El nativo de La Paternal camina para vivir su cuerpo. Toma nota mientras camina, perdido deseoso en la ciudad. Los niños pueblan sus canciones, al igual que los viejos. Son las víctimas más vulnerables de una cotidianidad que aprieta.
Moraes tiene una sensibilidad social poética que recuerda a la obra de Leonardo Favio. Cuando remonta vuelvo lo hace valiéndose de elementos terrenales. La pasión persiste en criaturas que conocen tierra y asfalto, agua que bendice, pero también ahoga. El resto se lo inventan viviendo. No les hace falta mucho más para vivir. Lo mismo puede decirse de Moraes.

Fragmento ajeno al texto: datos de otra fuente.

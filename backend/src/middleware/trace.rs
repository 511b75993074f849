//! Tracing middleware attaching a request-scoped trace identifier.
//!
//! Each incoming request receives a fresh [`TraceId`] held in task-local
//! storage for the lifetime of the handler, so domain errors raised anywhere
//! below pick it up. The identifier is echoed in the `trace-id` response
//! header and logged alongside the request outcome.

use std::task::{Context, Poll};
use std::time::Instant;

use actix_web::Error;
use actix_web::dev::{Service, ServiceRequest, ServiceResponse, Transform};
use actix_web::http::header::{HeaderName, HeaderValue};
use futures_util::future::{LocalBoxFuture, Ready, ready};
use tracing::{debug, error};

use crate::domain::{TRACE_ID_HEADER, TraceId};

/// Tracing middleware attaching a request-scoped UUID and adding a
/// `trace-id` header to every response.
///
/// # Examples
/// ```
/// use actix_web::App;
/// use guideforge::Trace;
///
/// let app = App::new().wrap(Trace);
/// ```
#[derive(Clone)]
pub struct Trace;

impl<S, B> Transform<S, ServiceRequest> for Trace
where
    S: Service<ServiceRequest, Response = ServiceResponse<B>, Error = Error> + 'static,
    S::Future: 'static,
    B: 'static,
{
    type Response = ServiceResponse<B>;
    type Error = Error;
    type InitError = ();
    type Transform = TraceMiddleware<S>;
    type Future = Ready<Result<Self::Transform, Self::InitError>>;

    fn new_transform(&self, service: S) -> Self::Future {
        ready(Ok(TraceMiddleware { service }))
    }
}

/// Service wrapper produced by [`Trace`].
pub struct TraceMiddleware<S> {
    service: S,
}

impl<S, B> Service<ServiceRequest> for TraceMiddleware<S>
where
    S: Service<ServiceRequest, Response = ServiceResponse<B>, Error = Error> + 'static,
    S::Future: 'static,
    B: 'static,
{
    type Response = ServiceResponse<B>;
    type Error = Error;
    type Future = LocalBoxFuture<'static, Result<Self::Response, Self::Error>>;

    fn poll_ready(&self, cx: &mut Context<'_>) -> Poll<Result<(), Self::Error>> {
        self.service.poll_ready(cx)
    }

    fn call(&self, req: ServiceRequest) -> Self::Future {
        let trace_id = TraceId::generate();
        let header_value = trace_id.to_string();
        let method = req.method().clone();
        let path = req.path().to_owned();
        let started = Instant::now();
        let fut = self.service.call(req);
        Box::pin(TraceId::scope(trace_id, async move {
            let mut res = fut.await?;
            debug!(
                %trace_id,
                %method,
                path = %path,
                status = res.status().as_u16(),
                elapsed = ?started.elapsed(),
                "request completed"
            );
            match HeaderValue::from_str(&header_value) {
                Ok(value) => {
                    res.response_mut()
                        .headers_mut()
                        .insert(HeaderName::from_static(TRACE_ID_HEADER), value);
                }
                Err(error) => {
                    error!(
                        %error,
                        %trace_id,
                        "failed to encode trace identifier header"
                    );
                }
            }
            Ok(res)
        }))
    }
}
//! OpenAPI schema definitions for domain types.
//!
//! Domain types remain framework-agnostic by not deriving `ToSchema`. This
//! module provides the schema definitions required for OpenAPI documentation
//! using utoipa's external schema registration.

use std::collections::BTreeMap;

use utoipa::ToSchema;

/// OpenAPI schema for [`crate::domain::ErrorCode`].
///
/// Stable machine-readable error codes returned in API error responses.
#[derive(ToSchema)]
#[schema(as = crate::domain::ErrorCode)]
pub enum ErrorCodeSchema {
    /// The request is malformed or fails validation.
    #[schema(rename = "invalid_request")]
    InvalidRequest,
    /// Authentication failed or is missing.
    #[schema(rename = "unauthorized")]
    Unauthorized,
    /// Authenticated but not permitted to perform this action.
    #[schema(rename = "forbidden")]
    Forbidden,
    /// The requested resource does not exist.
    #[schema(rename = "not_found")]
    NotFound,
    /// The request conflicts with the current state of the resource.
    #[schema(rename = "conflict")]
    Conflict,
    /// A requested step position lies outside the sequence.
    #[schema(rename = "out_of_range")]
    OutOfRange,
    /// A backing service is temporarily unavailable.
    #[schema(rename = "service_unavailable")]
    ServiceUnavailable,
    /// An unexpected error occurred on the server.
    #[schema(rename = "internal_error")]
    InternalError,
}

/// OpenAPI schema for the error envelope built from [`crate::domain::Error`].
#[derive(ToSchema)]
#[schema(as = crate::domain::Error, rename_all = "camelCase")]
#[expect(
    dead_code,
    reason = "Used only for OpenAPI schema generation via utoipa"
)]
pub struct ErrorSchema {
    /// Always `error`.
    #[schema(example = "error")]
    status: String,
    /// Stable machine-readable error code.
    #[schema(example = "invalid_request")]
    code: ErrorCodeSchema,
    /// Human-readable message returned to clients.
    #[schema(example = "validation failed")]
    message: String,
    /// Field-level validation messages keyed by field name.
    errors: Option<BTreeMap<String, Vec<String>>>,
    /// Correlation identifier for tracing this error across systems.
    #[schema(example = "3fa85f64-5717-4562-b3fc-2c963f66afa6")]
    trace_id: Option<String>,
    /// Supplementary error details for clients.
    details: Option<serde_json::Value>,
}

“Cuando veo a alguien, a cualquiera, a vos, veo un niño. Con la gente grande me pasa lo mismo: toda la vida llevamos el desamparo de cuando teníamos cuatro años. Pasa que aprendimos a manejarnos, ponele. Nos endurecemos un poco para sobrevivir. Seguimos teniendo el mismo desamparo, la misma necesidad de contención que un nene. Los niños aparecen en mis canciones porque me da pena notar esa soledad en las personas. Se trata de la misma soledad que tiene un niño. Es ese mismo niño que tenía la madre y ya tiene quien lo cuide”.